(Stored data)
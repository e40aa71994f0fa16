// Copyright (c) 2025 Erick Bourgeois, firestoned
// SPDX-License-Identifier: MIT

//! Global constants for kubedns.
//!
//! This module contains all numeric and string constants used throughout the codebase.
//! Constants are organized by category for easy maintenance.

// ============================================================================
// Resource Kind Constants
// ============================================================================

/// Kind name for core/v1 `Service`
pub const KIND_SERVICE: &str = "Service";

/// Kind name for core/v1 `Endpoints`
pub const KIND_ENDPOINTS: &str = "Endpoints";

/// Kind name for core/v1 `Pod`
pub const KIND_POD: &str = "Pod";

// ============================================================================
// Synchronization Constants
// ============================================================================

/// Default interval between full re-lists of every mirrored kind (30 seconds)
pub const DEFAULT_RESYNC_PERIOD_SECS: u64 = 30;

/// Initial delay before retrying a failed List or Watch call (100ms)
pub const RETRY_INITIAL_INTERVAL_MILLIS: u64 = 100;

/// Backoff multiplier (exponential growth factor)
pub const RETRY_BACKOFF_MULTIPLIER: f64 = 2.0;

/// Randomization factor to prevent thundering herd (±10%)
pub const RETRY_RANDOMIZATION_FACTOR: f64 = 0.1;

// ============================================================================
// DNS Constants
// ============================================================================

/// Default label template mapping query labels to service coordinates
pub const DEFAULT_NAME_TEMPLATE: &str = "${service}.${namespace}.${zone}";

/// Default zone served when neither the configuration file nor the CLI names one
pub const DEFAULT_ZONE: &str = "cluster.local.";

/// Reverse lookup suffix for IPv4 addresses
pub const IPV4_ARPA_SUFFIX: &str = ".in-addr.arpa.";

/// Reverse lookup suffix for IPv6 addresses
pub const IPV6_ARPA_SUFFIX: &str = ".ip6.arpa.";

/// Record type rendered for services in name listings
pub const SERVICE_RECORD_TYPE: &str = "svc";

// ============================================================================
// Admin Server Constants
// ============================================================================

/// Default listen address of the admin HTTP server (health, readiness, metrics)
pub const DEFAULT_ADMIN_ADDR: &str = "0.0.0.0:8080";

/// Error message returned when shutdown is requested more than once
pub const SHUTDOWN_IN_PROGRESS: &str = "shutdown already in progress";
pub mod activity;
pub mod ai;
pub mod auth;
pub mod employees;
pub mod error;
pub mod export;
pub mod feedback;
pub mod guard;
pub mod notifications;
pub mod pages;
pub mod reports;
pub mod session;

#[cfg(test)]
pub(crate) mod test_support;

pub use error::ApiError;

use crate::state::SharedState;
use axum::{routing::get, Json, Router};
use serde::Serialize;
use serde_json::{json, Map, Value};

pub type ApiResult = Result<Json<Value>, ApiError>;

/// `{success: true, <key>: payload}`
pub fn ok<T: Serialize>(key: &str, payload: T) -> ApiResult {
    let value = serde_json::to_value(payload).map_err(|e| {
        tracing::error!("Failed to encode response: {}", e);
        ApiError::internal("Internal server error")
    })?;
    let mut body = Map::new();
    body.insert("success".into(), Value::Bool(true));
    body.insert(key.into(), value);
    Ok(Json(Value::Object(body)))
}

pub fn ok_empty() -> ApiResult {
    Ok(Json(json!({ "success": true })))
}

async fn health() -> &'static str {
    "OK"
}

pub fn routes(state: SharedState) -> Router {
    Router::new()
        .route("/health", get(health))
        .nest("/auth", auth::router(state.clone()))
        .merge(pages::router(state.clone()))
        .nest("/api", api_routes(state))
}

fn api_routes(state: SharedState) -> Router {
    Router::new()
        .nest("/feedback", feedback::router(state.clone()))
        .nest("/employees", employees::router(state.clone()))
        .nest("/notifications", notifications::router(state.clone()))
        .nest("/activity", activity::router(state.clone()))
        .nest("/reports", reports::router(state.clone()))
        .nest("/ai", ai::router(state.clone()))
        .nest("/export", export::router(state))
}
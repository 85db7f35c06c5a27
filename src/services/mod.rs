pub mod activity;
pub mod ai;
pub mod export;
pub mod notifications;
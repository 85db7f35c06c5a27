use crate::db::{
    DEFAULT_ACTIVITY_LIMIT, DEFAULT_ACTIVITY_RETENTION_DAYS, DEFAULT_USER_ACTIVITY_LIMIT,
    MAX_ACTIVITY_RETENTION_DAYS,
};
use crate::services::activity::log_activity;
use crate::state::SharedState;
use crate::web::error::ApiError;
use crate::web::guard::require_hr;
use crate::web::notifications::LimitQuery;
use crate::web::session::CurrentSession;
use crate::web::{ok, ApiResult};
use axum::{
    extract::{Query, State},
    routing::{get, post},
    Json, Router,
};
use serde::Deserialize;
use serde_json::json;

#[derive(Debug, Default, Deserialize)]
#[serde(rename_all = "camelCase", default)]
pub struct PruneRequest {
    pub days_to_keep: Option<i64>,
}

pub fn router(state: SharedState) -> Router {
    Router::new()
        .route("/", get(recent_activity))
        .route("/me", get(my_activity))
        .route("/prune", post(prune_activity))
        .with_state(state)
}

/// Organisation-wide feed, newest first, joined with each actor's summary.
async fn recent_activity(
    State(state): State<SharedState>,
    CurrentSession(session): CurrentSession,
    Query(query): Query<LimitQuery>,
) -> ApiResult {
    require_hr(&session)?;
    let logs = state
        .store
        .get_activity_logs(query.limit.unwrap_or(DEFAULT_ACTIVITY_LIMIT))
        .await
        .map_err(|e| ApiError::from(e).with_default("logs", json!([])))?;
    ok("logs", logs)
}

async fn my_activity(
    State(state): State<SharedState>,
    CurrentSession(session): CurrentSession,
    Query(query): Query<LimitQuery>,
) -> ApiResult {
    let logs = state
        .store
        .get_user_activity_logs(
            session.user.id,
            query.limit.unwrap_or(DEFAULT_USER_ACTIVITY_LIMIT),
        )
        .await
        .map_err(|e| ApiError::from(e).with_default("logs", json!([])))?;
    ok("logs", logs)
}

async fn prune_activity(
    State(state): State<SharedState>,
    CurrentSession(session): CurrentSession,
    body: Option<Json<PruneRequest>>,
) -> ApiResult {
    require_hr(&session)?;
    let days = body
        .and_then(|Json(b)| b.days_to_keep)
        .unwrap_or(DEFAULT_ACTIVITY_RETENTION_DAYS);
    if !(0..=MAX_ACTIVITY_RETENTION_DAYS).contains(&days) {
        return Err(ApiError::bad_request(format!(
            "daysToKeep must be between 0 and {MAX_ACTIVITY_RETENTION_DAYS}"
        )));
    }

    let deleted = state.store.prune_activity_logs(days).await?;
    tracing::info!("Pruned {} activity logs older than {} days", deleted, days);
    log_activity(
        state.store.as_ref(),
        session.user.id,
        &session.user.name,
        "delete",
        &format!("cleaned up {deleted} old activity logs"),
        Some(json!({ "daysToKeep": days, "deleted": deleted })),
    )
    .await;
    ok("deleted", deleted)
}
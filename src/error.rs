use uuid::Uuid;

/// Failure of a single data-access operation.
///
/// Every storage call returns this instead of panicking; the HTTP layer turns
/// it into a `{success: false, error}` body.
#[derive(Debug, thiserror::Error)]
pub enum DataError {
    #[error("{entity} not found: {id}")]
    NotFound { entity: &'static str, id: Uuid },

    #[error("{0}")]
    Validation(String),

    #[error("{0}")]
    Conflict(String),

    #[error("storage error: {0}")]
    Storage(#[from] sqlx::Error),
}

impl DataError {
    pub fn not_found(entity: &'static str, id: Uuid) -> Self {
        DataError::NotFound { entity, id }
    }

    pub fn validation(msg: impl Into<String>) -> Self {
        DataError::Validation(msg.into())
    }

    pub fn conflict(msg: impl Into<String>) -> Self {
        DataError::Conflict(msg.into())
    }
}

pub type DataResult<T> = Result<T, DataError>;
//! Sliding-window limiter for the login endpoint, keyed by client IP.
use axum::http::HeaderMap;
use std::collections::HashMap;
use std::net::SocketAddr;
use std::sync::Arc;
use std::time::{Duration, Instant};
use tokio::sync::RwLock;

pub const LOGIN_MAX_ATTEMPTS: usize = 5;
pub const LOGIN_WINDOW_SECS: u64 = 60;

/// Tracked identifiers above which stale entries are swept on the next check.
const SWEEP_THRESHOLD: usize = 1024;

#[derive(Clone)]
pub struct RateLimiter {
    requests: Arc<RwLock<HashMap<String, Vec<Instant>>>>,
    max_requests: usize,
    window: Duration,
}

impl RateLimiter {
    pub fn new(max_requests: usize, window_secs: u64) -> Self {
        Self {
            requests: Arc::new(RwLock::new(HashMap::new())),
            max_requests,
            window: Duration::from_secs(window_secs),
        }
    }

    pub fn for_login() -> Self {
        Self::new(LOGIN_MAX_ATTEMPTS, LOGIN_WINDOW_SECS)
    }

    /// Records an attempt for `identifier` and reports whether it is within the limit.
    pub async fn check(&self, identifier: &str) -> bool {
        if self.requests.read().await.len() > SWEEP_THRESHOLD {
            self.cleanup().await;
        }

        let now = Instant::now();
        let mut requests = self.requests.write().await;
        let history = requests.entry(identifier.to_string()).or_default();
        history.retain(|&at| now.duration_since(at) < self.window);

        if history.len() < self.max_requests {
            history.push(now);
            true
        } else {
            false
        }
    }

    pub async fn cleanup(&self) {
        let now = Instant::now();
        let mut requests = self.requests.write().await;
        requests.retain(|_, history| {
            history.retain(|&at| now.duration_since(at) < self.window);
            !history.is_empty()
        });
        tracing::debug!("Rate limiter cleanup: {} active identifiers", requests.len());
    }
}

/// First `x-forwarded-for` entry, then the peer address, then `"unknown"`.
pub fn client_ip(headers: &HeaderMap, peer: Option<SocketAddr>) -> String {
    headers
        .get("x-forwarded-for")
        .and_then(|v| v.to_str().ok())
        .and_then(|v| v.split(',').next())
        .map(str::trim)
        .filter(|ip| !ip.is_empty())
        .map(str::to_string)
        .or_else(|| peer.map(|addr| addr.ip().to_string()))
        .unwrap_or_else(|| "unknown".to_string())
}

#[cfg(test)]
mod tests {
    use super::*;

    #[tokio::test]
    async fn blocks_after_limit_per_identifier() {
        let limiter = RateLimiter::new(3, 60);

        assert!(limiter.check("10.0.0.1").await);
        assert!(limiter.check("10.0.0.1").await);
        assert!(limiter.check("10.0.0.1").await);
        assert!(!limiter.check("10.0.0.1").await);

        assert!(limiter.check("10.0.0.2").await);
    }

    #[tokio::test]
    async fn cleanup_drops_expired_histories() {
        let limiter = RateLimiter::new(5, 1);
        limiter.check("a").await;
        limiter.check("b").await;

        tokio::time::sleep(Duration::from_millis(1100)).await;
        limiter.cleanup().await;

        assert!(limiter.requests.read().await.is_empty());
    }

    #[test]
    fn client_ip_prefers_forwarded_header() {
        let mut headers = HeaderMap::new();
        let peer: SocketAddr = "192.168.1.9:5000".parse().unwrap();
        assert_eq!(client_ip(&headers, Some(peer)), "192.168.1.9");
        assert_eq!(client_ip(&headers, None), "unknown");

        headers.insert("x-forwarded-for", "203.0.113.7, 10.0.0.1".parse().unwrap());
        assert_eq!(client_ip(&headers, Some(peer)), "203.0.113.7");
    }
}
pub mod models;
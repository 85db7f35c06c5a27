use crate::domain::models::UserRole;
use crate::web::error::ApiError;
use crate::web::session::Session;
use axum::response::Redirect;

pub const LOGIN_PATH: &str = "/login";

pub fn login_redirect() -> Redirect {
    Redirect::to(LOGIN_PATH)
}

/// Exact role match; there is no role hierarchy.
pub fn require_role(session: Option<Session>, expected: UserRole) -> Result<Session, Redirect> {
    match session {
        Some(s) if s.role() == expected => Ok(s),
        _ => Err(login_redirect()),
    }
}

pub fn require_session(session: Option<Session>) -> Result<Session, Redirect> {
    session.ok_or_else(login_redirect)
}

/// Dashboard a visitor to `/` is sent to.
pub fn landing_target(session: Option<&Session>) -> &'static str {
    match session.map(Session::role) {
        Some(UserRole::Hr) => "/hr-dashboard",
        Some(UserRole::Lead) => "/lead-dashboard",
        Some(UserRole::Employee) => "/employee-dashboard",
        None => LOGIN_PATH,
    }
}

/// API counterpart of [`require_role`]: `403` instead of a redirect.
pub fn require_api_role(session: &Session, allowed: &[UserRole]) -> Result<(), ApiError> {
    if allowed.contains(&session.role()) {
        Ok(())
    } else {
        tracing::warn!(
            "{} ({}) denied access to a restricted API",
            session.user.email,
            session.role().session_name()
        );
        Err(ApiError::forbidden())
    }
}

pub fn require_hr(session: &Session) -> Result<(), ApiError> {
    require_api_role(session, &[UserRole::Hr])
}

▶ Activity: Go through the data above and copy each line that holds the word "tracing".

▶ Written response:
        tracing::error!("Failed to encode response: {}", e);
    tracing::info!("Pruned {} activity logs older than {} days", deleted, days);
        tracing::debug!("Rate limiter cleanup: {} active identifiers", requests.len());
        tracing::warn!(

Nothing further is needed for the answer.